**Exercise description:**
What you return must be every line below that includes the word "values".

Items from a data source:

//! Linear value ramps for animating a property over time

use std::time::Duration;

/// Evenly spaced values from `start` towards `end`, one per tick.
///
/// Yields `start + (end - start) * elapsed / duration` for every tick that
/// starts before `duration` has passed, then `end` exactly once. The values
/// do not depend on wall-clock time; pacing is left to the caller.
#[derive(Debug, Clone)]
pub struct LinearRamp {
    start: f64,
    end: f64,
    duration: Duration,
    tick: Duration,
    step: u32,
    done: bool,
}

impl LinearRamp {
    /// A zero `tick` is treated as one millisecond
    pub fn new(start: f64, end: f64, duration: Duration, tick: Duration) -> Self {
        Self {
            start,
            end,
            duration,
            tick: tick.max(Duration::from_millis(1)),
            step: 0,
            done: false,
        }
    }

    pub fn tick(&self) -> Duration {
        self.tick
    }

    /// Total number of values the ramp yields
    pub fn steps(&self) -> usize {
        let ticks = self.duration.as_nanos().div_ceil(self.tick.as_nanos());
        ticks as usize + 1
    }
}

impl Iterator for LinearRamp {
    type Item = f64;

    fn next(&mut self) -> Option<f64> {
        if self.done {
            return None;
        }

        let elapsed = self.tick * self.step;
        if elapsed < self.duration {
            self.step += 1;
            let fraction = elapsed.as_secs_f64() / self.duration.as_secs_f64();
            return Some(self.start + (self.end - self.start) * fraction);
        }

        self.done = true;
        Some(self.end)
    }
}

**Exercise solution:**
/// Evenly spaced values from `start` towards `end`, one per tick.
/// starts before `duration` has passed, then `end` exactly once. The values
    /// Total number of values the ramp yields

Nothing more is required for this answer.